====== DATA IN THIS EXERCISE

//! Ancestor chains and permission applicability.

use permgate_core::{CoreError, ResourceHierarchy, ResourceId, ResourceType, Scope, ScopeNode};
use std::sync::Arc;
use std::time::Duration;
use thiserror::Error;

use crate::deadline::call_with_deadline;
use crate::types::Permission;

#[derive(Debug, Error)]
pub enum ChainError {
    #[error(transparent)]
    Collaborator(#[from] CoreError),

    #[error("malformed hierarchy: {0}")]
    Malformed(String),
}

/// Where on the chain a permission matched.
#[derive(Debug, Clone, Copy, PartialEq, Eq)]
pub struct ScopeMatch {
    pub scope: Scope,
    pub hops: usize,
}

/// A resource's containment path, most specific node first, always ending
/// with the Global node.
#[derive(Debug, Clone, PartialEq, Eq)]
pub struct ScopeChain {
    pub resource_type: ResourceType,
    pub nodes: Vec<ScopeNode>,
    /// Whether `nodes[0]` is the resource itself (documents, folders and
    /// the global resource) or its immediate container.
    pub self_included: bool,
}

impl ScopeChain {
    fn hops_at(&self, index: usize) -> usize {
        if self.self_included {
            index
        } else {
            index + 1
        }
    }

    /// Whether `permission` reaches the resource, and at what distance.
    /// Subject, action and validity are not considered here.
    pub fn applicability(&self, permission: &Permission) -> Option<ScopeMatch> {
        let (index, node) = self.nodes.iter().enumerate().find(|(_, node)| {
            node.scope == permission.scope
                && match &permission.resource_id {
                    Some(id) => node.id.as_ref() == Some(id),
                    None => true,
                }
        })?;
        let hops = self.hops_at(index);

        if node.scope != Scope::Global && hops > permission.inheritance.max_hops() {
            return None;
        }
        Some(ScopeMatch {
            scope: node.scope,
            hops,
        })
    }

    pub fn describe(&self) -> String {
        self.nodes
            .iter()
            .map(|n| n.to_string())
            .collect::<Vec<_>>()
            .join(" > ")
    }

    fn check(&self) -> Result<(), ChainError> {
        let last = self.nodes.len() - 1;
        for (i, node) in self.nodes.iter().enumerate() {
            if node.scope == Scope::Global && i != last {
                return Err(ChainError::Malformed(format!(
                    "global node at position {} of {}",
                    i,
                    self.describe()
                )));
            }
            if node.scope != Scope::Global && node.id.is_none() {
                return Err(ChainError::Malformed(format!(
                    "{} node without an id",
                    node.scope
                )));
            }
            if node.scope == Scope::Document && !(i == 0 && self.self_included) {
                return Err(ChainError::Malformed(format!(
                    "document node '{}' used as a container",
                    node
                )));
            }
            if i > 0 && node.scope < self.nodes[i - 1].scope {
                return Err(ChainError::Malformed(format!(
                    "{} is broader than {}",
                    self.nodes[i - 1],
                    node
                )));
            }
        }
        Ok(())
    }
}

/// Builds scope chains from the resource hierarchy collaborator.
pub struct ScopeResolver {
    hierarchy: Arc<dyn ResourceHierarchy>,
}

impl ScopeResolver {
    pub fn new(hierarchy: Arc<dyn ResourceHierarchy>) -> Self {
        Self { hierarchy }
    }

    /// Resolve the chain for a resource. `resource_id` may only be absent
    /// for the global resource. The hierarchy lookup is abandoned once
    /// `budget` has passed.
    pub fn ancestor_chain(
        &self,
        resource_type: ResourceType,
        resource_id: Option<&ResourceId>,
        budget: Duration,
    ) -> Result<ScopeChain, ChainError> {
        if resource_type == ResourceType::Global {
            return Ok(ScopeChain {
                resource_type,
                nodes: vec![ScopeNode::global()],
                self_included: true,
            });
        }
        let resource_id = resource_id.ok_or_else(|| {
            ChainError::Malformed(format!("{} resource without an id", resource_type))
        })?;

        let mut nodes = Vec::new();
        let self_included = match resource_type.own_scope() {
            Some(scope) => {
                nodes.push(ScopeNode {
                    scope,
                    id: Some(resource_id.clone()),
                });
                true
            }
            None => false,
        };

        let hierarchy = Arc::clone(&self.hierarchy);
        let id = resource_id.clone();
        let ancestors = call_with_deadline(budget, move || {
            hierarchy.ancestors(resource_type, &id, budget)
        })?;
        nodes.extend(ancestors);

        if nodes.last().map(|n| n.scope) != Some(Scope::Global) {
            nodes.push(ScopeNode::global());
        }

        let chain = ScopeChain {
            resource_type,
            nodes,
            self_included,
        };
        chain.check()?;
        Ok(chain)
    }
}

============
====== DATA IN THIS EXERCISE

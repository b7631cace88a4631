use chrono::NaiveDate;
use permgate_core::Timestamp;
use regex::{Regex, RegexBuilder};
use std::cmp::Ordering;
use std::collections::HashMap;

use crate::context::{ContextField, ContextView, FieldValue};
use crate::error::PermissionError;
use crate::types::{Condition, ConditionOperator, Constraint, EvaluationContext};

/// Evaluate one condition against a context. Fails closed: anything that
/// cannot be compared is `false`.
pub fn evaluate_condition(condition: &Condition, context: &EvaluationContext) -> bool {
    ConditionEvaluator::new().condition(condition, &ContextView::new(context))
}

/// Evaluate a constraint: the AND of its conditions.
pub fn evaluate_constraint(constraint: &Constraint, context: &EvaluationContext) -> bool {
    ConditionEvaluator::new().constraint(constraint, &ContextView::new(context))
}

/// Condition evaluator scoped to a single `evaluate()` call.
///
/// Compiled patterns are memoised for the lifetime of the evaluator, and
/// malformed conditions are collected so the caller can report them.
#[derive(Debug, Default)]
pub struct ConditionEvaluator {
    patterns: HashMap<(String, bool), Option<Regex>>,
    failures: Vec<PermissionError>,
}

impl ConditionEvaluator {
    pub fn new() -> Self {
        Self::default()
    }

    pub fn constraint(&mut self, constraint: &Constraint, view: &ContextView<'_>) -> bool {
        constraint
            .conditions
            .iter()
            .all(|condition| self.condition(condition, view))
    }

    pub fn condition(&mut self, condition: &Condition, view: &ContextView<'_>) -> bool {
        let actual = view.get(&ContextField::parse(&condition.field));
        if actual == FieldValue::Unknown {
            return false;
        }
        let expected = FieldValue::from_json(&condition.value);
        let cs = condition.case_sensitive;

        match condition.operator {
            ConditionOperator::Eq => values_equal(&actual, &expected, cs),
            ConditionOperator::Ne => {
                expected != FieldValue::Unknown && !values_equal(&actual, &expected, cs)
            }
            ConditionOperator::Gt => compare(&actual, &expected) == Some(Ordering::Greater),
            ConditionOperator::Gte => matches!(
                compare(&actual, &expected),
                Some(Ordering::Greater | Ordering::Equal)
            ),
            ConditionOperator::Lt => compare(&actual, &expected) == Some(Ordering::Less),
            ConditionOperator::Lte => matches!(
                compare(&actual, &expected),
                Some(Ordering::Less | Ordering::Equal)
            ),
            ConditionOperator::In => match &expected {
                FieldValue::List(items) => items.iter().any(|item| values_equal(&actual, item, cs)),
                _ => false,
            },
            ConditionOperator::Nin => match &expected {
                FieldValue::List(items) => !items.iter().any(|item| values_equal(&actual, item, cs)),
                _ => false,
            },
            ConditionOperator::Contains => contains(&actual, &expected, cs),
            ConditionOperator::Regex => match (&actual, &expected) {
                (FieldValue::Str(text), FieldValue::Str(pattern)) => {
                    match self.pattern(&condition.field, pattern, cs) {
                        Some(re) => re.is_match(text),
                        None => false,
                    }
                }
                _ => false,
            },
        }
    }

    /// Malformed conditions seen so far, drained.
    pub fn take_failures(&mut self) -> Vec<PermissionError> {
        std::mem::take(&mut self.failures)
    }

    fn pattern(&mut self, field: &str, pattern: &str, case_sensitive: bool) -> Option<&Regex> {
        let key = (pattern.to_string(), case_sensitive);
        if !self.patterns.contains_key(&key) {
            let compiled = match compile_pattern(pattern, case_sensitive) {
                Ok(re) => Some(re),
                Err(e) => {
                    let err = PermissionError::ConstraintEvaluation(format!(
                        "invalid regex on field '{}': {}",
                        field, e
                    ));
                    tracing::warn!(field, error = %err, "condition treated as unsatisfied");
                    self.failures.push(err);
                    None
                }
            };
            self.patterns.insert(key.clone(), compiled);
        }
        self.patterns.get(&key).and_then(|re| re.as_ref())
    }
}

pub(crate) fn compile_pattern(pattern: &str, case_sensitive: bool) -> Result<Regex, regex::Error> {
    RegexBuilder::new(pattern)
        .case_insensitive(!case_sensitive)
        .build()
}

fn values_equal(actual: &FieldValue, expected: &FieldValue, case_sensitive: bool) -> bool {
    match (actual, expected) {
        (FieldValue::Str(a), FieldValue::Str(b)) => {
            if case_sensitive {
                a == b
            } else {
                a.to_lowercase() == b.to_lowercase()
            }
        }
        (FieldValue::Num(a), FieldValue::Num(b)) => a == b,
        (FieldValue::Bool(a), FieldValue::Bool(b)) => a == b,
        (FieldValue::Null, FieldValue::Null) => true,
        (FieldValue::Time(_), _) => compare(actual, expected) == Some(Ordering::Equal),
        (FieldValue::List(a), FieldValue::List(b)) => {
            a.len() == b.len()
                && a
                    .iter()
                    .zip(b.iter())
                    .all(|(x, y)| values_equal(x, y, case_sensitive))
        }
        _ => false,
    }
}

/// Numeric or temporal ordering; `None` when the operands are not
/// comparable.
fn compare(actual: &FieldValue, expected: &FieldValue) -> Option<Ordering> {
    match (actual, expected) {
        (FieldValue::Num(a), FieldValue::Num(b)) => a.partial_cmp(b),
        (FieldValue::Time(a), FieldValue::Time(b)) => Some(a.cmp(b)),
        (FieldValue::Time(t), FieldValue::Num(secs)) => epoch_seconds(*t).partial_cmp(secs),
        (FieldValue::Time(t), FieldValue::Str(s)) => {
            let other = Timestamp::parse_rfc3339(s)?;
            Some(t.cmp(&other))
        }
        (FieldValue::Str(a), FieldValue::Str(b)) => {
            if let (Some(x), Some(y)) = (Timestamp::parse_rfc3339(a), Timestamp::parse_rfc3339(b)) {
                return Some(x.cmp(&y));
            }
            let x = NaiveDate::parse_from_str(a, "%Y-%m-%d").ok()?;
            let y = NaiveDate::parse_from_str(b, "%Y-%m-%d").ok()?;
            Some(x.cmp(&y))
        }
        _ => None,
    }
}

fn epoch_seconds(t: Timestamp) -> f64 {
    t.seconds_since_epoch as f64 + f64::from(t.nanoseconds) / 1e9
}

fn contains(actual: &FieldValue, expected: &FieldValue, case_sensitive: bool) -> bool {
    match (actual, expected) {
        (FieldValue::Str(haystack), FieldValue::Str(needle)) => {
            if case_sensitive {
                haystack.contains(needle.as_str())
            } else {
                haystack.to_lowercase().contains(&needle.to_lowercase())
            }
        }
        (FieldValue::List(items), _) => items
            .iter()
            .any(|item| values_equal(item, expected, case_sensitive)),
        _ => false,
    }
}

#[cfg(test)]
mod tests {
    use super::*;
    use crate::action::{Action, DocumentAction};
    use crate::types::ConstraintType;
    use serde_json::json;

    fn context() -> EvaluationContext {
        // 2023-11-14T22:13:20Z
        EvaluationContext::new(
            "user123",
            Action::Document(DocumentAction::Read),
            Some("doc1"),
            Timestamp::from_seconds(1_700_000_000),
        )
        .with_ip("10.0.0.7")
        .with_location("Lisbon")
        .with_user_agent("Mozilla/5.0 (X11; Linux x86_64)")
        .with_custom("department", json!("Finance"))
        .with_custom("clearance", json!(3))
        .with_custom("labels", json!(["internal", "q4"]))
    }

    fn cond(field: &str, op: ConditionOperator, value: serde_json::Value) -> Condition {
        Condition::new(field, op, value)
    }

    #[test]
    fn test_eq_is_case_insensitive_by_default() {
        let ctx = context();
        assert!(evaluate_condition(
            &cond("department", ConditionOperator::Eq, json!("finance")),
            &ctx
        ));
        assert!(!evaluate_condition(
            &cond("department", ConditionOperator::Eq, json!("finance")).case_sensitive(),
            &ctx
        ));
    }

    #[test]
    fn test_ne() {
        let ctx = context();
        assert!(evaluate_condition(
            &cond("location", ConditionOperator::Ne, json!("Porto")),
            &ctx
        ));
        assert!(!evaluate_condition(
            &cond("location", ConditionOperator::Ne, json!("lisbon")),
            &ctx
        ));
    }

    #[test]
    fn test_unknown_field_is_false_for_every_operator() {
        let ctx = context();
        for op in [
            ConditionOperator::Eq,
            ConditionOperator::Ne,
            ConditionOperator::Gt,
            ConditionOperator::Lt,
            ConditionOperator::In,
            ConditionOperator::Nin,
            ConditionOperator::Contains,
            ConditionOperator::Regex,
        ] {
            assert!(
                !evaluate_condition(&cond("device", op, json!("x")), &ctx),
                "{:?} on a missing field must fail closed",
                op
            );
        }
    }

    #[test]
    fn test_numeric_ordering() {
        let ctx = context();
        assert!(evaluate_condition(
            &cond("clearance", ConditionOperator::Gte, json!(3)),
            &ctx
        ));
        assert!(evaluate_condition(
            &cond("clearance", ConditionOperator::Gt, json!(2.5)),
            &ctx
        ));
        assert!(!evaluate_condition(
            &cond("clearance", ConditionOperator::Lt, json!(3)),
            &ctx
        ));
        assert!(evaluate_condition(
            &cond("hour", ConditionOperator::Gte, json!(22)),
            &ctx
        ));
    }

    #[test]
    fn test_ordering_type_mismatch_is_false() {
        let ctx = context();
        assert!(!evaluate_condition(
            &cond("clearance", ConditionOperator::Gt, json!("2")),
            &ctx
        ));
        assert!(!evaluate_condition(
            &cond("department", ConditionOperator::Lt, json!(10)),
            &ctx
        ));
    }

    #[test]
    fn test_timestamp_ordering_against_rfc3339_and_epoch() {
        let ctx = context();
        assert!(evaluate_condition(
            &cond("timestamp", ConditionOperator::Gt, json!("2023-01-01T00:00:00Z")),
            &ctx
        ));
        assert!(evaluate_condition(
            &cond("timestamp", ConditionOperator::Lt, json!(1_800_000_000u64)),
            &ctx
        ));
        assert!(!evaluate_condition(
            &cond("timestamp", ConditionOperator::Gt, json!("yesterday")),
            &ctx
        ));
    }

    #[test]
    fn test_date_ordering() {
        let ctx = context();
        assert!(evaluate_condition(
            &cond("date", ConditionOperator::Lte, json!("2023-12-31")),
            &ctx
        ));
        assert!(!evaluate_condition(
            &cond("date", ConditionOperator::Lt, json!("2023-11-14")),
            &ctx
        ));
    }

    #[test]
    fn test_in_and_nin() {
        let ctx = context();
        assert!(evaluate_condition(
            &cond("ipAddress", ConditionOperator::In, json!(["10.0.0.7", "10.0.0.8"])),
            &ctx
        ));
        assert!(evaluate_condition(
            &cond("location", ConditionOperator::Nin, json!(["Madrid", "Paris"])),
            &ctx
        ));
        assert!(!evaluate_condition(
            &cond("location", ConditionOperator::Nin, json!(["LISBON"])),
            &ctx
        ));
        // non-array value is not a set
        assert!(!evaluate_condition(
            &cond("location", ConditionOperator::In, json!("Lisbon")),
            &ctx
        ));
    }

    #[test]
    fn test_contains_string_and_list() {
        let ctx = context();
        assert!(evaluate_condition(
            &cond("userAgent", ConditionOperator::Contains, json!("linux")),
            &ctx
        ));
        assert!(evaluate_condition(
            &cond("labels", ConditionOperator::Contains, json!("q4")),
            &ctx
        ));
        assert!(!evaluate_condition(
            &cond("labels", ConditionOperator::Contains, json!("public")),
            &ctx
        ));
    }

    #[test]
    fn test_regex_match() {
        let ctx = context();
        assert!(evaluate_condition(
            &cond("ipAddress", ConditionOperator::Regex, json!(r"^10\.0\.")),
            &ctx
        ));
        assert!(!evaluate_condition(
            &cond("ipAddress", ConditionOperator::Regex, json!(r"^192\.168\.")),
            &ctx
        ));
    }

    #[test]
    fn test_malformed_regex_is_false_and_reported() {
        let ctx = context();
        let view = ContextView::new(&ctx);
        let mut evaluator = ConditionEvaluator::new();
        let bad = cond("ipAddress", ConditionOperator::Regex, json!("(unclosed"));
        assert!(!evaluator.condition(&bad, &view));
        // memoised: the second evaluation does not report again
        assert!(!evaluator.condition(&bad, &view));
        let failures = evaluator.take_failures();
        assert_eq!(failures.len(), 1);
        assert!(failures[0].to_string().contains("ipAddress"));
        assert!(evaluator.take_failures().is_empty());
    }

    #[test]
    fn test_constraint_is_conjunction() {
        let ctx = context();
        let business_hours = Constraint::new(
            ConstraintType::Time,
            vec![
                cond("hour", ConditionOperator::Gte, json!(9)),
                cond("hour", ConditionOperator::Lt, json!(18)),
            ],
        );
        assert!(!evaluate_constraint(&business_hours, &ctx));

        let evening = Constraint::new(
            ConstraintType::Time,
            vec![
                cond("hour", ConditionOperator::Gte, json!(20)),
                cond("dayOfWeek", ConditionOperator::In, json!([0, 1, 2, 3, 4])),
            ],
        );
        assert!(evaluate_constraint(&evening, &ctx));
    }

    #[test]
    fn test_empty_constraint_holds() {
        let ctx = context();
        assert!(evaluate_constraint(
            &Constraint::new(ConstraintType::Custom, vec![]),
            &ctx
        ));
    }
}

============

WHAT IS BEING ASKED
Filter the entries down to the lines holding the string "Option". Copy each of those lines.

TASK RESULT
    pub fn applicability(&self, permission: &Permission) -> Option<ScopeMatch> {
        resource_id: Option<&ResourceId>,
    patterns: HashMap<(String, bool), Option<Regex>>,
    fn pattern(&mut self, field: &str, pattern: &str, case_sensitive: bool) -> Option<&Regex> {
fn compare(actual: &FieldValue, expected: &FieldValue) -> Option<Ordering> {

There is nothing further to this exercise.